**EXERCISE DESCRIPTION:**
Go through the records below and report each line with "first" in it.

(Stored data entries)
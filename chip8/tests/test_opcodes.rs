use std::time::Duration;

use chip8::{constants::*, prelude::*};

fn load(bytecode: &[u8]) -> Chip8Vm {
    let mut vm = Chip8Vm::new(Chip8Conf {
        rng_seed: Some(42),
        ..Chip8Conf::default()
    });
    vm.load_bytecode(bytecode).unwrap();
    vm
}

fn run(bytecode: &[u8], steps: usize) -> Chip8Vm {
    let mut vm = load(bytecode);
    for _ in 0..steps {
        vm.step().unwrap();
    }
    vm
}

#[test]
#[rustfmt::skip]
fn test_pc_stays_even() {
    let mut vm = load(&[
        0x60, 0x05, // LD v0, 5
        0x30, 0x05, // SE v0, 5
        0x00, 0x00, // skipped
        0x40, 0x05, // SNE v0, 5
        0x71, 0x01, // ADD v1, 1
        0x82, 0x14, // ADD v2, v1
        0xA3, 0x00, // LD I, 0x300
        0xC3, 0xFF, // RND v3, 0xFF
    ]);

    for _ in 0..7 {
        vm.step().unwrap();
        assert_eq!(vm.pc() % 2, 0);
    }
    assert_eq!(vm.pc(), 0x210);
}

#[test]
#[rustfmt::skip]
fn test_clear_screen() {
    let mut vm = load(&[
        0x60, 0x00, // LD v0, 0
        0xF0, 0x29, // LD F, v0
        0xD0, 0x05, // DRW v0, v0, 5
        0x00, 0xE0, // CLS
    ]);

    vm.run_cycles(3).unwrap();
    assert!(vm.display().as_bytes().iter().any(|b| *b != 0));

    assert_eq!(vm.step().unwrap(), Flow::Draw);
    assert!(vm.display().as_bytes().iter().all(|b| *b == 0));
}

#[test]
fn test_load_byte() {
    let mut bytecode = vec![];
    for x in 0..16_u8 {
        bytecode.push(0x60 | x);
        bytecode.push(0x11 * x);
    }

    let vm = run(&bytecode, 16);
    for x in 0..16 {
        assert_eq!(vm.registers()[x], 0x11 * x as u8);
    }
}

#[test]
fn test_add_carry() {
    let vm = run(&[0x60, 0xFF, 0x61, 0x01, 0x80, 0x14], 3);
    assert_eq!(vm.registers()[0], 0x00);
    assert_eq!(vm.registers()[0xF], 1);

    let vm = run(&[0x60, 0x01, 0x61, 0x01, 0x80, 0x14], 3);
    assert_eq!(vm.registers()[0], 0x02);
    assert_eq!(vm.registers()[0xF], 0);
}

/// The flag is written first, so the sum wins when VF is the target.
#[test]
fn test_add_into_flag_register() {
    let vm = run(&[0x6F, 0xFF, 0x61, 0x01, 0x8F, 0x14], 3);
    assert_eq!(vm.registers()[0xF], 0x00);

    let vm = run(&[0x6F, 0x01, 0x61, 0x01, 0x8F, 0x14], 3);
    assert_eq!(vm.registers()[0xF], 0x02);
}

#[test]
fn test_sub_borrow() {
    let vm = run(&[0x60, 0x05, 0x61, 0x0A, 0x80, 0x15], 3);
    assert_eq!(vm.registers()[0], 0xFB);
    assert_eq!(vm.registers()[0xF], 0);

    let vm = run(&[0x60, 0x0A, 0x61, 0x05, 0x80, 0x15], 3);
    assert_eq!(vm.registers()[0], 0x05);
    assert_eq!(vm.registers()[0xF], 1);
}

#[test]
fn test_sub_reverse_borrow() {
    let vm = run(&[0x60, 0x0A, 0x61, 0x05, 0x80, 0x17], 3);
    assert_eq!(vm.registers()[0], 0xFB);
    assert_eq!(vm.registers()[0xF], 0);

    let vm = run(&[0x60, 0x05, 0x61, 0x0A, 0x80, 0x17], 3);
    assert_eq!(vm.registers()[0], 0x05);
    assert_eq!(vm.registers()[0xF], 1);
}

#[test]
fn test_bitwise() {
    let vm = run(
        &[
            0x60, 0b1100, 0x61, 0b1010, 0x82, 0x00, 0x82, 0x11, 0x83, 0x00, 0x83, 0x12, 0x84,
            0x00, 0x84, 0x13,
        ],
        8,
    );
    assert_eq!(vm.registers()[2], 0b1110);
    assert_eq!(vm.registers()[3], 0b1000);
    assert_eq!(vm.registers()[4], 0b0110);
}

#[test]
fn test_shift_right() {
    let vm = run(&[0x60, 0x05, 0x80, 0x06], 2);
    assert_eq!(vm.registers()[0], 0x02);
    assert_eq!(vm.registers()[0xF], 1);
}

#[test]
#[rustfmt::skip]
fn test_draw_wraps_horizontally() {
    let vm = run(&[
        0x60, 0x3C, // LD v0, 60
        0x61, 0x00, // LD v1, 0
        0xA2, 0x08, // LD I, sprite
        0xD0, 0x11, // DRW v0, v1, 1
        0xFF,       // sprite
    ], 4);

    for x in 0..DISPLAY_WIDTH {
        let expected = x < 4 || x >= 60;
        assert_eq!(vm.display().is_set(x, 0), expected, "column {x}");
    }
    assert!(!vm.display().is_set(0, 1));
    assert_eq!(vm.registers()[0xF], 0);
}

#[test]
#[rustfmt::skip]
fn test_draw_wraps_vertically() {
    let vm = run(&[
        0x60, 0x00, // LD v0, 0
        0x61, 0x1F, // LD v1, 31
        0xA2, 0x08, // LD I, sprite
        0xD0, 0x12, // DRW v0, v1, 2
        0x80, 0x80, // sprite
    ], 4);

    assert!(vm.display().is_set(0, 31));
    assert!(vm.display().is_set(0, 0));
}

#[test]
#[rustfmt::skip]
fn test_draw_sprite_wraps_address() {
    let vm = run(&[
        0x60, 0xAA, // LD v0, 0xAA
        0xAF, 0xFF, // LD I, 0xFFF
        0xF0, 0x55, // LD [I], v0
        0xAF, 0xFF, // LD I, 0xFFF
        0x60, 0x00, // LD v0, 0
        0xD0, 0x02, // DRW v0, v0, 2
    ], 6);

    // Row 0 from 0xFFF, row 1 from the first font byte at 0x000.
    for x in 0..8 {
        assert_eq!(vm.display().is_set(x, 0), 0xAA & (0x80 >> x) != 0, "row 0 column {x}");
        assert_eq!(vm.display().is_set(x, 1), FONTSET[0] & (0x80 >> x) != 0, "row 1 column {x}");
    }
}

#[test]
#[rustfmt::skip]
fn test_draw_twice_erases() {
    let mut vm = load(&[
        0x60, 0x10, // LD v0, 16
        0x61, 0x08, // LD v1, 8
        0xA2, 0x0C, // LD I, sprite
        0xD0, 0x11, // DRW v0, v1, 1
        0xD0, 0x11, // DRW v0, v1, 1
        0x12, 0x0A, // JP 0x20A
        0xFF,       // sprite
    ]);

    vm.run_cycles(4).unwrap();
    assert_eq!(vm.registers()[0xF], 0);
    assert!(vm.display().is_set(16, 8));

    vm.step().unwrap();
    assert_eq!(vm.registers()[0xF], 1);
    assert!(vm.display().as_bytes().iter().all(|b| *b == 0));
}

#[test]
#[rustfmt::skip]
fn test_wait_key_halts() {
    let mut vm = load(&[
        0xF4, 0x0A, // LD v4, K
        0x65, 0x01, // LD v5, 1
    ]);

    assert_eq!(vm.step().unwrap(), Flow::KeyWait);
    let pc = vm.pc();
    for i in 1..10 {
        let report = vm.run_frame(Duration::from_millis(i * 20)).unwrap();
        assert_eq!(report.flow, Flow::KeyWait);
        assert_eq!(vm.pc(), pc);
    }
    assert_eq!(vm.registers()[5], 0);

    vm.set_key(KeyCode::KeyA, true);
    assert_eq!(vm.registers()[4], 0xA);

    vm.step().unwrap();
    assert_eq!(vm.pc(), pc + 2);
    assert_eq!(vm.registers()[5], 1);
}

#[test]
fn test_skip_key() {
    let mut vm = load(&[0x60, 0x05, 0xE0, 0x9E]);
    vm.set_key(KeyCode::Key5, true);
    vm.run_cycles(2).unwrap();
    assert_eq!(vm.pc(), 0x206);

    let mut vm = load(&[0x60, 0x05, 0xE0, 0xA1]);
    vm.set_key(KeyCode::Key5, true);
    vm.run_cycles(2).unwrap();
    assert_eq!(vm.pc(), 0x204);

    vm.clear_keys();
    assert!(!vm.keypad().any());
}

/// Key ids beyond the keypad are never pressed.
#[test]
fn test_skip_key_out_of_range() {
    let mut vm = load(&[0x60, 0x20, 0xE0, 0x9E]);
    vm.set_key(KeyCode::Key0, true);
    vm.run_cycles(2).unwrap();
    assert_eq!(vm.pc(), 0x204);

    let vm = run(&[0x60, 0x20, 0xE0, 0xA1], 2);
    assert_eq!(vm.pc(), 0x206);
}

#[test]
fn test_delay_timer_half_second() {
    let mut vm = load(&[0x60, 0x3C, 0xF0, 0x15, 0xF1, 0x07]);
    vm.run_cycles(2).unwrap();
    assert_eq!(vm.delay_timer(), 60);

    let tick = vm.update_timers(Duration::from_millis(500));
    assert_eq!(tick.ticks, 30);
    assert_eq!(vm.delay_timer(), 30);

    vm.step().unwrap();
    assert_eq!(vm.registers()[1], 30);
}

#[test]
fn test_sound_timer_ticks() {
    let mut vm = load(&[0x60, 0x02, 0xF0, 0x18, 0x12, 0x04]);
    vm.step().unwrap();
    assert_eq!(vm.step().unwrap(), Flow::Sound);
    assert_eq!(vm.sound_timer(), 2);

    let tick = vm.update_timers(Duration::from_millis(100));
    assert_eq!(tick.ticks, 6);
    assert_eq!(tick.sound_ticks, 2);
    assert_eq!(vm.sound_timer(), 0);
}

#[test]
#[rustfmt::skip]
fn test_store_load_registers() {
    let mut vm = load(&[
        0x60, 0x01, // LD v0, 1
        0x61, 0x02, // LD v1, 2
        0x62, 0x03, // LD v2, 3
        0x63, 0x04, // LD v3, 4
        0xA3, 0x00, // LD I, 0x300
        0xF3, 0x55, // LD [I], v3
        0x60, 0x00, // LD v0, 0
        0x61, 0x00, // LD v1, 0
        0x62, 0x00, // LD v2, 0
        0x63, 0x00, // LD v3, 0
        0xA3, 0x00, // LD I, 0x300
        0xF3, 0x65, // LD v3, [I]
    ]);

    vm.run_cycles(6).unwrap();
    assert_eq!(&vm.memory()[0x300..0x305], &[1, 2, 3, 4, 0]);
    assert_eq!(vm.address(), 0x304);

    vm.run_cycles(6).unwrap();
    assert_eq!(&vm.registers()[..5], &[1, 2, 3, 4, 0]);
    assert_eq!(vm.address(), 0x304);
}

#[test]
#[rustfmt::skip]
fn test_store_load_registers_wrap_address() {
    let mut vm = load(&[
        0x60, 0x01, // LD v0, 1
        0x61, 0x02, // LD v1, 2
        0x62, 0x03, // LD v2, 3
        0x63, 0x04, // LD v3, 4
        0xAF, 0xFE, // LD I, 0xFFE
        0xF3, 0x55, // LD [I], v3
        0x6F, 0x00, // LD vF, 0
        0x60, 0x00, // LD v0, 0
        0x63, 0x00, // LD v3, 0
        0xAF, 0xFE, // LD I, 0xFFE
        0xF3, 0x65, // LD v3, [I]
    ]);

    vm.run_cycles(6).unwrap();
    assert_eq!(&vm.memory()[0xFFE..], &[1, 2]);
    assert_eq!(&vm.memory()[..2], &[3, 4]);

    vm.run_cycles(5).unwrap();
    assert_eq!(&vm.registers()[..4], &[1, 2, 3, 4]);
}

#[test]
fn test_bcd() {
    let vm = run(&[0x60, 0xFE, 0xA3, 0x00, 0xF0, 0x33], 3);
    assert_eq!(&vm.memory()[0x300..0x303], &[2, 5, 4]);
    assert_eq!(vm.address(), 0x300);
}

#[test]
fn test_add_address_overflow() {
    let vm = run(&[0xAF, 0xFF, 0x60, 0x01, 0xF0, 0x1E], 3);
    assert_eq!(vm.address(), 0x1000);
    assert_eq!(vm.registers()[0xF], 1);

    let vm = run(&[0xA1, 0x00, 0x60, 0x05, 0xF0, 0x1E], 3);
    assert_eq!(vm.address(), 0x105);
    assert_eq!(vm.registers()[0xF], 0);
}

#[test]
fn test_font_address() {
    let vm = run(&[0x60, 0x0A, 0xF0, 0x29], 2);
    assert_eq!(vm.address(), 50);
    assert_eq!(&vm.memory()[50..55], &FONTSET[50..55]);
}

#[test]
#[rustfmt::skip]
fn test_call_return() {
    let mut vm = load(&[
        0x22, 0x06, // CALL 0x206
        0x60, 0x42, // LD v0, 0x42
        0x12, 0x04, // JP 0x204
        0x61, 0x07, // LD v1, 7
        0x00, 0xEE, // RET
    ]);

    assert_eq!(vm.step().unwrap(), Flow::Jump);
    assert_eq!(vm.pc(), 0x206);
    assert_eq!(vm.stack_pointer(), Some(0));

    vm.step().unwrap();
    assert_eq!(vm.step().unwrap(), Flow::Jump);
    assert_eq!(vm.pc(), 0x202);
    assert_eq!(vm.stack_pointer(), None);

    vm.step().unwrap();
    assert_eq!(vm.registers()[0], 0x42);
    assert_eq!(vm.registers()[1], 7);
}

#[test]
fn test_stack_overflow() {
    // CALL 0x200, forever
    let mut vm = load(&[0x22, 0x00]);
    for _ in 0..STACK_SIZE {
        vm.step().unwrap();
    }

    match vm.step() {
        Err(err @ Chip8Error::StackOverflow { .. }) => assert!(err.is_runtime()),
        other => panic!("expected stack overflow, got {other:?}"),
    }
}

#[test]
fn test_stack_underflow() {
    let mut vm = load(&[0x00, 0xEE]);
    assert!(matches!(
        vm.step(),
        Err(Chip8Error::StackUnderflow { .. })
    ));
}

#[test]
fn test_sys_is_jump() {
    let mut vm = load(&[0x00, 0x00]);
    assert_eq!(vm.step().unwrap(), Flow::Jump);
    assert_eq!(vm.pc(), 0x000);

    let mut vm = load(&[0x03, 0x21]);
    vm.step().unwrap();
    assert_eq!(vm.pc(), 0x321);
}

#[test]
fn test_jump_v0() {
    let vm = run(&[0x60, 0x04, 0xB3, 0x00], 2);
    assert_eq!(vm.pc(), 0x304);
}

#[test]
fn test_skip_register_ignores_low_nibble() {
    let vm = run(&[0x60, 0x01, 0x61, 0x01, 0x50, 0x1F], 3);
    assert_eq!(vm.pc(), 0x208);

    let vm = run(&[0x60, 0x01, 0x61, 0x02, 0x90, 0x1F], 3);
    assert_eq!(vm.pc(), 0x208);
}

#[test]
#[rustfmt::skip]
fn test_skip_key_selected_by_low_nibble() {
    let mut vm = load(&[
        0x60, 0x05, // LD v0, 5
        0xE0, 0x0E, // SKP v0
    ]);
    vm.set_key(KeyCode::Key5, true);
    vm.run_cycles(2).unwrap();
    assert_eq!(vm.pc(), 0x206);

    let vm = run(&[
        0x60, 0x05, // LD v0, 5
        0xE0, 0x01, // SKNP v0
    ], 2);
    assert_eq!(vm.pc(), 0x206);
}

#[test]
fn test_unknown_is_noop() {
    let vm = run(&[0x60, 0x09, 0x80, 0x08, 0xE0, 0x00, 0xF0, 0xFF], 4);
    assert_eq!(vm.pc(), 0x208);
    assert_eq!(vm.registers()[0], 0x09);
    assert_eq!(vm.registers()[0xF], 0);
}

#[test]
fn test_execute_decoded() {
    let mut vm = load(&[]);
    vm.execute(Op::Load_Byte { vx: 3, nn: 0x33 }).unwrap();
    vm.execute(Op::Add_Byte { vx: 3, nn: 0xFF }).unwrap();
    assert_eq!(vm.registers()[3], 0x32);
    assert_eq!(vm.registers()[0xF], 0);
}

#[test]
fn test_program_size() {
    let mut vm = Chip8Vm::new(Chip8Conf::default());
    assert!(vm.load_bytecode(&vec![0; MAX_PROGRAM_SIZE]).is_ok());
    assert!(matches!(
        vm.load_bytecode(&vec![0; MAX_PROGRAM_SIZE + 1]),
        Err(Chip8Error::LargeProgram)
    ));
}

#[test]
fn test_missing_rom() {
    let mut vm = Chip8Vm::new(Chip8Conf::default());
    assert!(matches!(
        vm.load_rom("programs/does-not-exist"),
        Err(Chip8Error::Io(_))
    ));
}

#[test]
fn test_reload_resets_state() {
    let mut vm = run(&[0x60, 0x0A, 0xA3, 0x00, 0xF0, 0x15], 3);
    vm.load_bytecode(&[0x12, 0x00]).unwrap();

    assert_eq!(vm.pc(), MEM_START as Address);
    assert_eq!(vm.address(), 0);
    assert_eq!(vm.delay_timer(), 0);
    assert!(vm.registers().iter().all(|v| *v == 0));
    assert_eq!(&vm.memory()[0x202..0x206], &[0, 0, 0, 0]);
}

**EXERCISE ANSWER:**
/// The flag is written first, so the sum wins when VF is the target.
    // Row 0 from 0xFFF, row 1 from the first font byte at 0x000.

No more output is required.